● **Exercise input**:
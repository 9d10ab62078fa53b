use std::path::{Path, PathBuf};

use serde::{Deserialize, Serialize};

use crate::error::{SynapseError, SynapseResult};

/// Process-level configuration for the server binary.
#[derive(Debug, Clone, Serialize, Deserialize)]
pub struct ServerConfig {
    /// Server bind address.
    pub bind_addr: String,
    /// Root under which per-project storage lives (`<data_dir>/<project_id>/`).
    pub data_dir: PathBuf,
    /// Size of the background worker pool for long-running jobs.
    pub worker_pool_size: usize,
}

impl Default for ServerConfig {
    fn default() -> Self {
        Self {
            bind_addr: "127.0.0.1:5002".to_string(),
            data_dir: PathBuf::from("data"),
            worker_pool_size: 4,
        }
    }
}

impl ServerConfig {
    pub fn from_env() -> Self {
        let mut config = Self::default();

        if let Ok(addr) = std::env::var("SYNAPSE_BIND_ADDR") {
            config.bind_addr = addr;
        }
        if let Ok(dir) = std::env::var("SYNAPSE_DATA_DIR") {
            config.data_dir = PathBuf::from(dir);
        }
        if let Ok(val) = std::env::var("SYNAPSE_WORKER_POOL_SIZE") {
            if let Ok(v) = val.parse() {
                config.worker_pool_size = v;
            }
        }

        config
    }

    pub fn project_dir(&self, project_id: &str) -> PathBuf {
        self.data_dir.join(project_id)
    }
}

/// Per-project configuration, persisted as `data/<project_id>/config.json`.
#[derive(Debug, Clone, Serialize, Deserialize)]
pub struct ProjectConfig {
    /// Absolute path of the source tree to index.
    pub local_path: String,
    /// Storage override; defaults to `data/<project_id>/`.
    #[serde(default, skip_serializing_if = "Option::is_none")]
    pub storage_path: Option<String>,
    #[serde(default)]
    pub allowed_extensions: Vec<String>,
    #[serde(default)]
    pub ignored_paths: Vec<String>,
    #[serde(default)]
    pub included_paths: Vec<String>,
    #[serde(default = "default_true")]
    pub is_active: bool,
    #[serde(default = "default_status")]
    pub status: String,
}

fn default_true() -> bool {
    true
}

fn default_status() -> String {
    "idle".to_string()
}

impl ProjectConfig {
    pub fn load(path: &Path) -> SynapseResult<Self> {
        if !path.exists() {
            return Err(SynapseError::ConfigMissing(path.display().to_string()));
        }
        let raw = std::fs::read_to_string(path)?;
        Ok(serde_json::from_str(&raw)?)
    }

    pub fn save(&self, path: &Path) -> SynapseResult<()> {
        if let Some(parent) = path.parent() {
            std::fs::create_dir_all(parent)?;
        }
        std::fs::write(path, serde_json::to_string_pretty(self)?)?;
        Ok(())
    }
}

/// Shape of the credentials file `keys.json`.
#[derive(Debug, Clone, Default, Serialize, Deserialize)]
pub struct KeysFile {
    #[serde(default)]
    pub keys: Vec<String>,
    #[serde(default)]
    pub models: Vec<String>,
    #[serde(default)]
    pub primary: Option<String>,
    #[serde(default)]
    pub secondary: Option<String>,
    #[serde(default)]
    pub serper: Option<String>,
}

impl KeysFile {
    /// Model rotation order: the `models` list, falling back to
    /// primary/secondary when the list is absent.
    pub fn model_order(&self) -> Vec<String> {
        if !self.models.is_empty() {
            return self.models.clone();
        }
        self.primary
            .iter()
            .chain(self.secondary.iter())
            .cloned()
            .collect()
    }
}

/// Locate `keys.json` in `start` or up to two parent directories.
pub fn find_keys_file(start: &Path) -> Option<PathBuf> {
    let mut dir = start.to_path_buf();
    for _ in 0..3 {
        let candidate = dir.join("keys.json");
        if candidate.exists() {
            return Some(candidate);
        }
        dir = dir.parent()?.to_path_buf();
    }
    None
}

pub fn load_keys_file(path: &Path) -> SynapseResult<KeysFile> {
    let raw = std::fs::read_to_string(path)?;
    Ok(serde_json::from_str(&raw)?)
}

#[cfg(test)]
mod tests {
    use super::*;

    #[test]
    fn server_config_defaults() {
        let config = ServerConfig::default();
        assert_eq!(config.worker_pool_size, 4);
        assert_eq!(config.project_dir("p1"), PathBuf::from("data/p1"));
    }

    #[test]
    fn project_config_round_trip() {
        let dir = tempfile::tempdir().unwrap();
        let path = dir.path().join("config.json");

        let config = ProjectConfig {
            local_path: "/repo".into(),
            storage_path: None,
            allowed_extensions: vec!["ts".into(), "py".into()],
            ignored_paths: vec!["node_modules".into()],
            included_paths: vec!["node_modules/zod".into()],
            is_active: true,
            status: "idle".into(),
        };
        config.save(&path).unwrap();

        let back = ProjectConfig::load(&path).unwrap();
        assert_eq!(back.local_path, "/repo");
        assert_eq!(back.allowed_extensions.len(), 2);
        assert!(back.is_active);
    }

    #[test]
    fn project_config_missing_is_config_error() {
        let err = ProjectConfig::load(Path::new("/nonexistent/config.json")).unwrap_err();
        assert!(matches!(err, SynapseError::ConfigMissing(_)));
    }

    #[test]
    fn project_config_tolerates_sparse_json() {
        let config: ProjectConfig = serde_json::from_str(r#"{"local_path": "/repo"}"#).unwrap();
        assert!(config.is_active);
        assert_eq!(config.status, "idle");
        assert!(config.allowed_extensions.is_empty());
    }

    #[test]
    fn keys_file_model_order_prefers_list() {
        let keys: KeysFile = serde_json::from_str(
            r#"{"keys": ["k1"], "models": ["m1", "m2"], "primary": "p"}"#,
        )
        .unwrap();
        assert_eq!(keys.model_order(), vec!["m1", "m2"]);

        let keys: KeysFile =
            serde_json::from_str(r#"{"keys": ["k1"], "primary": "p", "secondary": "s"}"#).unwrap();
        assert_eq!(keys.model_order(), vec!["p", "s"]);
    }

    #[test]
    fn find_keys_file_walks_parents() {
        let dir = tempfile::tempdir().unwrap();
        let nested = dir.path().join("a/b");
        std::fs::create_dir_all(&nested).unwrap();
        std::fs::write(dir.path().join("keys.json"), "{}").unwrap();

        let found = find_keys_file(&nested).unwrap();
        assert_eq!(found, dir.path().join("keys.json"));
    }

    #[test]
    fn find_keys_file_gives_up_beyond_two_parents() {
        let dir = tempfile::tempdir().unwrap();
        let nested = dir.path().join("a/b/c/d");
        std::fs::create_dir_all(&nested).unwrap();
        std::fs::write(dir.path().join("keys.json"), "{}").unwrap();

        assert!(find_keys_file(&nested).is_none());
    }
}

● **Work instructions**: From the beginning of the listing above down to the line with "for long-running jobs.", every line should be restated exactly.

● **Response below**:
repository 9d10ab62078fa53b
use std::path::{Path, PathBuf};

use serde::{Deserialize, Serialize};

use crate::error::{SynapseError, SynapseResult};

/// Process-level configuration for the server binary.
#[derive(Debug, Clone, Serialize, Deserialize)]
pub struct ServerConfig {
    /// Server bind address.
    pub bind_addr: String,
    /// Root under which per-project storage lives (`<data_dir>/<project_id>/`).
    pub data_dir: PathBuf,
    /// Size of the background worker pool for long-running jobs.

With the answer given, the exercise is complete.